A detailed guide on how to conduct a feasibility study in project management, covering purpose, key stages, examples, and benefits for decision-making.

10 minutes read

What Is a Feasibility Study in Project Management?

A Feasibility Study is a step taken at the beginning of a project to decide whether an idea is realistic and worth pursuing.

It helps project managers, stakeholders, and investors determine whether to move forward, revise the plan, or stop before investing significant time, money, and resources.

It is a key part of the project initiation phase, ensuring decisions are made carefully before execution begins.

A feasibility study is designed to answer three critical questions:

  • Can the project be done with available resources?
  • Should it be done given the financial and operational impact?
  • Is it the right time to execute it?

The outcome is a clear recommendation: proceed, revise, or reject. Rather than relying on enthusiasm, it relies on data, analysis, and realistic evaluation. In other words, it provides a solid foundation for project management decisions.

Why Most Teams Forget the Feasibility Study Stage

In practice, many organizations skip this stage of project initiation. The reasons are often simple: lack of time, overconfidence, or pressure from stakeholders to show progress.

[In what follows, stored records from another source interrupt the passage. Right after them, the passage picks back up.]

//! Accessors over a raw search page.
//!
//! No key of a page is guaranteed. Each accessor treats an absent key, an absent
//! parent, a non-array value, or an empty array the same way: an empty `Vec`.
//! None of them fail.
use serde_json::Value;

fn array_at(page: &Value, pointer: &str) -> Vec<Value> {
    page.pointer(pointer)
        .and_then(Value::as_array)
        .cloned()
        .unwrap_or_default()
}

fn take_array(page: &mut Value, pointer: &str) -> Vec<Value> {
    match page.pointer_mut(pointer).map(Value::take) {
        Some(Value::Array(items)) => items,
        _ => Vec::new(),
    }
}

/// Posts from `data`.
pub fn tweets(page: &Value) -> Vec<Value> {
    array_at(page, "/data")
}

pub fn users(page: &Value) -> Vec<Value> {
    array_at(page, "/includes/users")
}

pub fn places(page: &Value) -> Vec<Value> {
    array_at(page, "/includes/places")
}

/// Referenced posts from `includes.tweets`.
pub fn referenced_tweets(page: &Value) -> Vec<Value> {
    array_at(page, "/includes/tweets")
}

pub fn errors(page: &Value) -> Vec<Value> {
    array_at(page, "/errors")
}

pub fn media(page: &Value) -> Vec<Value> {
    array_at(page, "/includes/media")
}

/// `meta.next_token`, or `None` when absent, empty, or not a string.
pub fn next_token(page: &Value) -> Option<String> {
    page.pointer("/meta/next_token")
        .and_then(Value::as_str)
        .filter(|token| !token.is_empty())
        .map(str::to_owned)
}

/// All arrays of one page plus its continuation token.
#[derive(Debug, Clone, Default, PartialEq)]
pub struct PageExtract {
    pub tweets: Vec<Value>,
    pub users: Vec<Value>,
    pub places: Vec<Value>,
    pub tweets_info: Vec<Value>,
    pub errors: Vec<Value>,
    pub media: Vec<Value>,
    pub next_token: Option<String>,
}

/// Split a page into its parts, moving the arrays out instead of cloning them.
pub fn extract_page(mut page: Value) -> PageExtract {
    let next_token = next_token(&page);
    PageExtract {
        tweets: take_array(&mut page, "/data"),
        users: take_array(&mut page, "/includes/users"),
        places: take_array(&mut page, "/includes/places"),
        tweets_info: take_array(&mut page, "/includes/tweets"),
        errors: take_array(&mut page, "/errors"),
        media: take_array(&mut page, "/includes/media"),
        next_token,
    }
}

#[cfg(test)]
mod tests {
    use super::*;
    use serde_json::json;

    fn full_page() -> Value {
        json!({
            "data": [{"id": "1", "text": "a"}, {"id": "2", "text": "b"}],
            "includes": {
                "users": [{"id": "42", "username": "alice"}],
                "places": [{"id": "p1", "full_name": "Manchester, England"}],
                "tweets": [{"id": "9", "text": "quoted"}],
                "media": [{"media_key": "3_a", "type": "photo"}]
            },
            "errors": [{"title": "Not Found Error"}],
            "meta": {"next_token": "b26v89c19zqg8o3f", "result_count": 2}
        })
    }

    #[test]
    fn empty_object_yields_nothing() {
        let page = json!({});
        assert!(tweets(&page).is_empty());
        assert!(users(&page).is_empty());
        assert!(places(&page).is_empty());
        assert!(referenced_tweets(&page).is_empty());
        assert!(errors(&page).is_empty());
        assert!(media(&page).is_empty());
        assert_eq!(next_token(&page), None);
    }

    #[test]
    fn includes_without_nested_keys_yields_nothing() {
        let page = json!({"includes": {}, "meta": {"result_count": 0}});
        assert!(users(&page).is_empty());
        assert!(media(&page).is_empty());
        assert_eq!(next_token(&page), None);
    }

    #[test]
    fn wrong_shapes_are_treated_as_missing() {
        let page = json!({
            "data": null,
            "includes": "nope",
            "errors": {"title": "not a list"},
            "meta": {"next_token": ""}
        });
        assert!(tweets(&page).is_empty());
        assert!(places(&page).is_empty());
        assert!(errors(&page).is_empty());
        assert_eq!(next_token(&page), None);

        let page = json!({"meta": {"next_token": 7}});
        assert_eq!(next_token(&page), None);
    }

    #[test]
    fn accessors_read_every_category() {
        let page = full_page();
        assert_eq!(tweets(&page).len(), 2);
        assert_eq!(users(&page)[0]["username"], "alice");
        assert_eq!(places(&page).len(), 1);
        assert_eq!(referenced_tweets(&page)[0]["id"], "9");
        assert_eq!(errors(&page).len(), 1);
        assert_eq!(media(&page)[0]["media_key"], "3_a");
        assert_eq!(next_token(&page).as_deref(), Some("b26v89c19zqg8o3f"));
    }

    #[test]
    fn extract_page_matches_the_accessors() {
        let page = full_page();
        let expected = PageExtract {
            tweets: tweets(&page),
            users: users(&page),
            places: places(&page),
            tweets_info: referenced_tweets(&page),
            errors: errors(&page),
            media: media(&page),
            next_token: next_token(&page),
        };
        assert_eq!(extract_page(page), expected);
    }
}
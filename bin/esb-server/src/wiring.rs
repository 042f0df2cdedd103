//! Turns an [`EngineConfig`] into a running object graph

use std::collections::HashMap;
use std::sync::Arc;
use std::time::Duration;

use anyhow::{Context, Result};
use tracing::{debug, info};

use esb_config::{EngineConfig, ProxyConfig, StoreConfig, StoreKind};
use esb_mediation::cache::CacheMediatorConfig;
use esb_mediation::builtin::register_cache;
use esb_mediation::{
    Endpoint, HttpDispatcher, HttpDispatcherConfig, MediationEngine, MediationEnvironment,
    MediatorRegistry, ProxyService, SequenceMediator, SequenceRef,
};
use esb_store::{
    register_store_mediator, FileMessageStore, InMemoryMessageStore, MessageProcessor,
    MessageStore, PriorityMessageStore, ProcessorConfig, ProcessorRegistry,
};

pub struct Engine {
    pub engine: Arc<MediationEngine>,
    pub processors: Arc<ProcessorRegistry>,
    /// Processors configured with `auto_start`
    pub auto_start: Vec<String>,
}

pub async fn build(config: &EngineConfig) -> Result<Engine> {
    let endpoints = config
        .endpoints
        .iter()
        .map(|e| Endpoint {
            name: e.name.clone(),
            address: e.address.clone(),
            timeout: e.timeout_secs.map(Duration::from_secs),
        })
        .collect();
    let dispatcher = HttpDispatcher::new(
        HttpDispatcherConfig {
            connect_timeout: Duration::from_secs(config.http.connect_timeout_secs),
            request_timeout: Duration::from_secs(config.http.request_timeout_secs),
        },
        endpoints,
    )?;

    let env = MediationEnvironment::builder()
        .dispatcher(Arc::new(dispatcher))
        .build();
    let processors = Arc::new(ProcessorRegistry::new());

    let mut registry = MediatorRegistry::with_builtins();
    register_cache(
        &mut registry,
        CacheMediatorConfig {
            timeout: config.cache.timeout(),
            in_memory_size: config.cache.in_memory_size,
            max_message_size: config.cache.max_message_size,
            ..Default::default()
        },
    );
    register_store_mediator(&mut registry, processors.clone());

    for sequence in &config.sequences {
        let built = registry
            .build_sequence(&sequence.name, &sequence.mediators, sequence.on_error.as_deref())
            .with_context(|| format!("building sequence '{}'", sequence.name))?;
        env.add_sequence(sequence.name.clone(), Arc::new(built));
        debug!(sequence = %sequence.name, "Sequence deployed");
    }

    for proxy in &config.proxies {
        env.add_proxy(build_proxy(&registry, proxy)?);
        debug!(proxy = %proxy.name, "Proxy service deployed");
    }

    let mut stores: HashMap<String, Arc<dyn MessageStore>> = HashMap::new();
    for store in &config.stores {
        stores.insert(store.name.clone(), open_store(store).await?);
    }

    let mut auto_start = Vec::new();
    for settings in &config.processors {
        let store = lookup(&stores, &settings.store)?;
        let dead_letter_store = lookup(&stores, &settings.dead_letter_store)?;

        let processor_config = ProcessorConfig {
            name: settings.name.clone(),
            poll_interval: settings.poll_interval(),
            max_retries: settings.max_retries,
            concurrency: settings.concurrency,
            parameters: settings.parameters.clone(),
        };
        let mut processor = MessageProcessor::new(
            processor_config,
            store,
            dead_letter_store,
            SequenceRef::named(settings.on_process.clone()),
            env.clone(),
        );
        if let Some(on_submit) = &settings.on_submit {
            processor = processor.with_on_submit(SequenceRef::named(on_submit.clone()));
        }
        processors.register(Arc::new(processor));

        if settings.auto_start {
            auto_start.push(settings.name.clone());
        }
    }

    info!(
        sequences = config.sequences.len(),
        proxies = config.proxies.len(),
        stores = stores.len(),
        processors = config.processors.len(),
        "Mediation engine assembled"
    );

    Ok(Engine {
        engine: Arc::new(MediationEngine::new(env)),
        processors,
        auto_start,
    })
}

fn build_proxy(registry: &MediatorRegistry, proxy: &ProxyConfig) -> Result<ProxyService> {
    let mut service = ProxyService::new(proxy.name.clone());

    if let Some(name) = &proxy.in_sequence {
        service = service.with_in_sequence(SequenceRef::named(name.clone()));
    } else if !proxy.in_mediators.is_empty() {
        let children = registry
            .build_all(&proxy.in_mediators)
            .with_context(|| format!("building in-sequence of proxy '{}'", proxy.name))?;
        service = service.with_in_sequence(SequenceRef::Inline(Arc::new(SequenceMediator::anonymous(children))));
    }
    if let Some(name) = &proxy.fault_sequence {
        service = service.with_fault_sequence(SequenceRef::named(name.clone()));
    }
    if let Some(endpoint) = &proxy.target_endpoint {
        service = service.with_target_endpoint(endpoint.clone());
    }
    Ok(service)
}

async fn open_store(store: &StoreConfig) -> Result<Arc<dyn MessageStore>> {
    let opened: Arc<dyn MessageStore> = match store.kind {
        StoreKind::Memory => {
            let memory = InMemoryMessageStore::new(store.name.clone());
            match store.capacity {
                Some(capacity) => Arc::new(memory.with_capacity(capacity)),
                None => Arc::new(memory),
            }
        }
        StoreKind::Priority => {
            let default_priority = store
                .default_priority
                .or_else(|| store.priorities.iter().min().copied())
                .unwrap_or(0);
            Arc::new(PriorityMessageStore::new(
                store.name.clone(),
                &store.priorities,
                default_priority,
            ))
        }
        StoreKind::File => {
            let path = store
                .path
                .as_ref()
                .with_context(|| format!("file store '{}' has no path", store.name))?;
            Arc::new(
                FileMessageStore::open(store.name.clone(), path)
                    .await
                    .with_context(|| format!("opening file store '{}'", store.name))?,
            )
        }
    };
    Ok(opened)
}

fn lookup(stores: &HashMap<String, Arc<dyn MessageStore>>, name: &str) -> Result<Arc<dyn MessageStore>> {
    stores
        .get(name)
        .cloned()
        .with_context(|| format!("unknown message store '{}'", name))
}
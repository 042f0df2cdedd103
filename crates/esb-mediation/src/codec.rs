//! Envelope serialization
//!
//! Cached responses and the dead-letter management view carry envelopes as
//! bytes. [`MimeCodec`] writes a `Content-Type` header block followed by the
//! raw body so the media type survives a round trip.

use std::io::{self, Write};
use bytes::Bytes;

use esb_common::{CacheError, Envelope};

pub trait EnvelopeCodec: Send + Sync {
    fn encode(&self, envelope: &Envelope, out: &mut dyn Write) -> io::Result<()>;

    fn decode(&self, bytes: &[u8]) -> Result<Envelope, CacheError>;

    fn to_bytes(&self, envelope: &Envelope) -> Result<Bytes, CacheError> {
        let mut buf = Vec::with_capacity(envelope.len() + 64);
        self.encode(envelope, &mut buf)
            .map_err(|e| CacheError::Codec(e.to_string()))?;
        Ok(Bytes::from(buf))
    }
}

const HEADER_END: &[u8] = b"\r\n\r\n";
const CONTENT_TYPE: &str = "content-type:";

#[derive(Debug, Default, Clone, Copy)]
pub struct MimeCodec;

impl EnvelopeCodec for MimeCodec {
    fn encode(&self, envelope: &Envelope, out: &mut dyn Write) -> io::Result<()> {
        write!(out, "Content-Type: {}\r\n\r\n", envelope.content_type)?;
        out.write_all(&envelope.body)
    }

    fn decode(&self, bytes: &[u8]) -> Result<Envelope, CacheError> {
        let split = bytes
            .windows(HEADER_END.len())
            .position(|w| w == HEADER_END)
            .ok_or_else(|| CacheError::Codec("missing header terminator".to_string()))?;

        let headers = std::str::from_utf8(&bytes[..split])
            .map_err(|e| CacheError::Codec(format!("header is not UTF-8: {}", e)))?;

        let content_type = headers
            .lines()
            .find_map(|line| {
                let lower = line.to_ascii_lowercase();
                lower
                    .starts_with(CONTENT_TYPE)
                    .then(|| line[CONTENT_TYPE.len()..].trim().to_string())
            })
            .ok_or_else(|| CacheError::Codec("missing Content-Type header".to_string()))?;

        let body = Bytes::copy_from_slice(&bytes[split + HEADER_END.len()..]);
        Ok(Envelope::new(content_type, body))
    }
}

/// Write sink that refuses to grow past a fixed limit
#[derive(Debug)]
pub struct FixedSizeBuffer {
    buf: Vec<u8>,
    limit: usize,
    overflowed: bool,
}

impl FixedSizeBuffer {
    pub fn new(limit: usize) -> Self {
        Self {
            buf: Vec::with_capacity(limit.min(64 * 1024)),
            limit,
            overflowed: false,
        }
    }

    pub fn overflowed(&self) -> bool {
        self.overflowed
    }

    pub fn len(&self) -> usize {
        self.buf.len()
    }

    pub fn is_empty(&self) -> bool {
        self.buf.is_empty()
    }

    pub fn into_bytes(self) -> Bytes {
        Bytes::from(self.buf)
    }
}

impl Write for FixedSizeBuffer {
    fn write(&mut self, data: &[u8]) -> io::Result<usize> {
        if self.buf.len() + data.len() > self.limit {
            self.overflowed = true;
            return Err(io::Error::new(
                io::ErrorKind::Other,
                format!("message exceeds {} bytes", self.limit),
            ));
        }
        self.buf.extend_from_slice(data);
        Ok(data.len())
    }

    fn flush(&mut self) -> io::Result<()> {
        Ok(())
    }
}
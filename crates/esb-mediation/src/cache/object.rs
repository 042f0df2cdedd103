use bytes::Bytes;
use serde::{Deserialize, Serialize};

/// One cached request and, once it arrives, its response
///
/// An object without a response is "in flight": the request was seen and a
/// response is pending.
#[derive(Debug, Clone, PartialEq, Eq, Serialize, Deserialize)]
pub struct CachedObject {
    request_hash: String,
    response: Option<Bytes>,
    timeout_millis: i64,
    expire_at_millis: Option<i64>,
}

impl CachedObject {
    pub fn new(request_hash: impl Into<String>, timeout_millis: i64) -> Self {
        Self {
            request_hash: request_hash.into(),
            response: None,
            timeout_millis,
            expire_at_millis: None,
        }
    }

    pub fn request_hash(&self) -> &str {
        &self.request_hash
    }

    pub fn response(&self) -> Option<&Bytes> {
        self.response.as_ref()
    }

    pub fn timeout_millis(&self) -> i64 {
        self.timeout_millis
    }

    pub fn expire_at_millis(&self) -> Option<i64> {
        self.expire_at_millis
    }

    pub fn is_pending(&self) -> bool {
        self.response.is_none()
    }

    pub fn is_expired(&self, now_millis: i64) -> bool {
        matches!(self.expire_at_millis, Some(at) if now_millis > at)
    }

    /// Usable as a cache hit at `now_millis`
    pub fn is_servable(&self, now_millis: i64) -> bool {
        self.response.is_some() && !self.is_expired(now_millis)
    }

    /// Capture the response and start its TTL; a zero timeout never expires
    pub fn set_response(&mut self, response: Bytes, now_millis: i64) {
        self.response = Some(response);
        self.expire_at_millis = (self.timeout_millis > 0).then(|| now_millis.saturating_add(self.timeout_millis));
    }

    /// Return to the in-flight state
    pub fn expire(&mut self) {
        self.response = None;
        self.expire_at_millis = None;
    }

    pub fn set_timeout(&mut self, timeout_millis: i64) {
        self.timeout_millis = timeout_millis;
    }
}

#[cfg(test)]
mod tests {
    use super::*;

    #[test]
    fn test_new_object_is_pending() {
        let obj = CachedObject::new("h", 1000);
        assert!(obj.is_pending());
        assert!(!obj.is_expired(i64::MAX));
        assert!(!obj.is_servable(0));
    }

    #[test]
    fn test_expiry_after_timeout() {
        let mut obj = CachedObject::new("h", 1000);
        obj.set_response(Bytes::from_static(b"r"), 5_000);

        assert_eq!(obj.expire_at_millis(), Some(6_000));
        assert!(obj.is_servable(6_000));
        assert!(obj.is_expired(6_001));
    }

    #[test]
    fn test_zero_timeout_never_expires() {
        let mut obj = CachedObject::new("h", 0);
        obj.set_response(Bytes::from_static(b"r"), 5_000);
        assert!(obj.is_servable(i64::MAX));
    }

    #[test]
    fn test_huge_timeout_saturates() {
        let mut obj = CachedObject::new("h", i64::MAX);
        obj.set_response(Bytes::from_static(b"r"), 5_000);

        assert_eq!(obj.expire_at_millis(), Some(i64::MAX));
        assert!(obj.is_servable(i64::MAX));
    }

    #[test]
    fn test_expire_clears_response() {
        let mut obj = CachedObject::new("h", 10);
        obj.set_response(Bytes::from_static(b"r"), 0);
        obj.expire();
        assert!(obj.is_pending());
        assert_eq!(obj.expire_at_millis(), None);
    }
}
//! Error types shared by the mediation, cache and store layers

use thiserror::Error;

/// Failure of a mediator while processing one message
///
/// Returned from `mediate` and checked by the pipeline runner, which routes it
/// to the innermost fault handler in scope.
#[derive(Error, Debug)]
pub enum MediationError {
    #[error("Configuration error: {message}")]
    Configuration { message: String },

    #[error("Mediation failed in {mediator}: {message}")]
    Mediation { mediator: String, message: String },

    #[error("Delivery to {endpoint} failed: {message}")]
    Delivery { endpoint: String, message: String },

    #[error("Caching error: {0}")]
    Caching(#[from] CacheError),

    #[error("Store error: {0}")]
    Store(#[from] StoreError),
}

impl MediationError {
    pub fn configuration(message: impl Into<String>) -> Self {
        Self::Configuration { message: message.into() }
    }

    pub fn mediation(mediator: impl Into<String>, message: impl Into<String>) -> Self {
        Self::Mediation {
            mediator: mediator.into(),
            message: message.into(),
        }
    }

    pub fn delivery(endpoint: impl Into<String>, message: impl Into<String>) -> Self {
        Self::Delivery {
            endpoint: endpoint.into(),
            message: message.into(),
        }
    }

    /// Short classification recorded on the context as `ERROR_KIND`
    pub fn kind(&self) -> &'static str {
        match self {
            Self::Configuration { .. } => "CONFIGURATION",
            Self::Mediation { .. } => "MEDIATION",
            Self::Delivery { .. } => "DELIVERY",
            Self::Caching(_) => "CACHING",
            Self::Store(_) => "STORE",
        }
    }
}

#[derive(Error, Debug)]
pub enum CacheError {
    #[error("Error in calculating the hash value of the request: {0}")]
    Digest(String),

    #[error("Envelope codec error: {0}")]
    Codec(String),
}

#[derive(Error, Debug)]
pub enum ReplicationError {
    #[error("No cluster peers reachable")]
    NoPeers,

    #[error("Replication failed: {0}")]
    Failed(String),
}

#[derive(Error, Debug)]
pub enum StoreError {
    #[error("Message store unavailable: {0}")]
    Unavailable(String),

    #[error("Message not found: {0}")]
    NotFound(String),

    #[error("Message store {store} is full (capacity {capacity})")]
    Full { store: String, capacity: usize },

    #[error("Envelope cannot be serialized: {0}")]
    Codec(String),

    #[error("Serialization error: {0}")]
    Serialization(#[from] serde_json::Error),

    #[error("IO error: {0}")]
    Io(#[from] std::io::Error),
}

/// Startup-time configuration failures, never raised per message
#[derive(Error, Debug)]
pub enum ConfigError {
    #[error("Failed to read configuration file {path}: {source}")]
    Io {
        path: String,
        #[source]
        source: std::io::Error,
    },

    #[error("Failed to parse configuration: {0}")]
    Parse(String),

    #[error("Invalid configuration: {0}")]
    Invalid(String),

    #[error("Unknown mediator referenced by configuration: {0}")]
    UnknownMediator(String),

    #[error("Mediator '{mediator}' requires parameter '{param}'")]
    MissingParameter { mediator: String, param: String },

    #[error("Mediator '{mediator}' has invalid parameter '{param}': {reason}")]
    InvalidParameter {
        mediator: String,
        param: String,
        reason: String,
    },
}

impl ConfigError {
    pub fn invalid(message: impl Into<String>) -> Self {
        Self::Invalid(message.into())
    }

    pub fn missing(mediator: impl Into<String>, param: impl Into<String>) -> Self {
        Self::MissingParameter {
            mediator: mediator.into(),
            param: param.into(),
        }
    }
}

pub type Result<T> = std::result::Result<T, MediationError>;
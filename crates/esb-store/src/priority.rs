use std::collections::HashSet;
use std::sync::Arc;

use async_trait::async_trait;
use parking_lot::Mutex;
use tracing::{debug, trace};

use esb_common::{StoreError, StoredMessage};
use esb_queue::{InternalQueue, MultiPriorityQueue, UnboundedQueue};

use crate::store::MessageStore;

/// Store backed by one unbounded queue per configured priority
///
/// The priority is read from the message's `esb.priority` property. Messages
/// without one, or with a priority that has no queue, land in the default
/// priority's queue. Within a priority the most recently stored message is
/// delivered first.
pub struct PriorityMessageStore {
    name: String,
    queue: MultiPriorityQueue<StoredMessage>,
    default_priority: i32,
    /// Claimed ids; the lock also serializes every mutation of `queue`
    claimed: Mutex<HashSet<String>>,
}

impl PriorityMessageStore {
    pub fn new(name: impl Into<String>, priorities: &[i32], default_priority: i32) -> Self {
        let mut levels: Vec<i32> = priorities.to_vec();
        if !levels.contains(&default_priority) {
            levels.push(default_priority);
        }
        levels.sort_unstable();
        levels.dedup();

        let queues = levels
            .into_iter()
            .map(|p| Arc::new(UnboundedQueue::new(p)) as Arc<dyn InternalQueue<StoredMessage>>)
            .collect();

        Self {
            name: name.into(),
            queue: MultiPriorityQueue::new(queues),
            default_priority,
            claimed: Mutex::new(HashSet::new()),
        }
    }

    pub fn priorities(&self) -> Vec<i32> {
        self.queue.queues().iter().map(|q| q.priority()).collect()
    }
}

#[async_trait]
impl MessageStore for PriorityMessageStore {
    fn name(&self) -> &str {
        &self.name
    }

    async fn enqueue(&self, message: StoredMessage) -> Result<(), StoreError> {
        let id = message.message_id.clone();
        let mut claimed = self.claimed.lock();
        claimed.remove(&id);
        self.queue.remove_first(&|m: &StoredMessage| m.message_id == id);

        let priority = message.priority().unwrap_or(self.default_priority);
        match self.queue.offer(priority, message) {
            Ok(()) => {}
            Err(rejected) => {
                debug!(
                    store = %self.name,
                    priority,
                    default_priority = self.default_priority,
                    "Unknown priority, using default queue"
                );
                self.queue
                    .offer(self.default_priority, rejected.into_inner())
                    .map_err(|_| StoreError::Unavailable(format!("{}: default queue rejected message", self.name)))?;
            }
        }
        trace!(store = %self.name, message_id = %id, priority, "Enqueued message");
        Ok(())
    }

    async fn dequeue_next(&self) -> Result<Option<StoredMessage>, StoreError> {
        let mut claimed = self.claimed.lock();
        let next = self
            .queue
            .snapshot()
            .into_iter()
            .find(|m| !claimed.contains(&m.message_id));
        if let Some(message) = &next {
            claimed.insert(message.message_id.clone());
        }
        Ok(next)
    }

    async fn release(&self, message_id: &str) -> Result<(), StoreError> {
        self.claimed.lock().remove(message_id);
        Ok(())
    }

    async fn peek(&self) -> Result<Option<StoredMessage>, StoreError> {
        Ok(self.queue.peek())
    }

    async fn remove(&self, message_id: &str) -> Result<Option<StoredMessage>, StoreError> {
        let mut claimed = self.claimed.lock();
        claimed.remove(message_id);
        Ok(self.queue.remove_first(&|m: &StoredMessage| m.message_id == message_id))
    }

    async fn get(&self, message_id: &str) -> Result<Option<StoredMessage>, StoreError> {
        Ok(self
            .queue
            .snapshot()
            .into_iter()
            .find(|m| m.message_id == message_id))
    }

    async fn size(&self) -> Result<usize, StoreError> {
        Ok(self.queue.size())
    }

    async fn list_ids(&self) -> Result<Vec<String>, StoreError> {
        Ok(self.queue.snapshot().into_iter().map(|m| m.message_id).collect())
    }

    async fn clear(&self) -> Result<usize, StoreError> {
        let mut claimed = self.claimed.lock();
        claimed.clear();
        Ok(self.queue.clear())
    }
}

Common reasons teams skip it

  • They believe the idea is strong enough to “just start.”
  • There is pressure from leadership to move fast.
  • Teams see it as unnecessary paperwork.
  • There is limited understanding of what a feasibility study actually involves.

The cost of skipping

When this step is ignored, the project often moves forward on assumptions. Budgets balloon, schedules slip, and teams discover problems that could have been predicted. A new software product might reach development only to fail because of legal restrictions or lack of market demand. A construction project might break ground before realizing zoning requirements weren’t met.

The feasibility study acts as the filter that prevents such mistakes. It ensures the project idea passes through practical, financial, and operational tests before money and time are spent.

The 5 Pillars of Feasibility (The TELOS Framework)

To truly understand if a project is a “go” or a “no-go,” you need a framework that looks beyond just the potential profit. Professional project managers use the TELOS Framework—a set of five pillars that act as the ultimate stress test for any business idea.

If your project can’t clear these five hurdles, it’s better to know now than after you’ve spent your budget.

1. Technical Feasibility

This determines whether the technology, tools, and expertise required for the project are available. It answers: Can we actually build or deliver this with our current capabilities?

For example, a company planning to launch an AI-powered service must confirm that its existing infrastructure can handle data processing requirements. If not, it needs to identify what upgrades are necessary and at what cost.

2. Economic Feasibility

This examines whether the project makes financial sense. It involves cost-benefit analysis, ROI forcasting, and identifying funding sources. Key questions include:

  • Are projected returns worth the investment?
  • When will the project break even?
  • What are the long-term operational costs?

Economic feasibility provides the hard numbers decision-makers need to justify moving forward.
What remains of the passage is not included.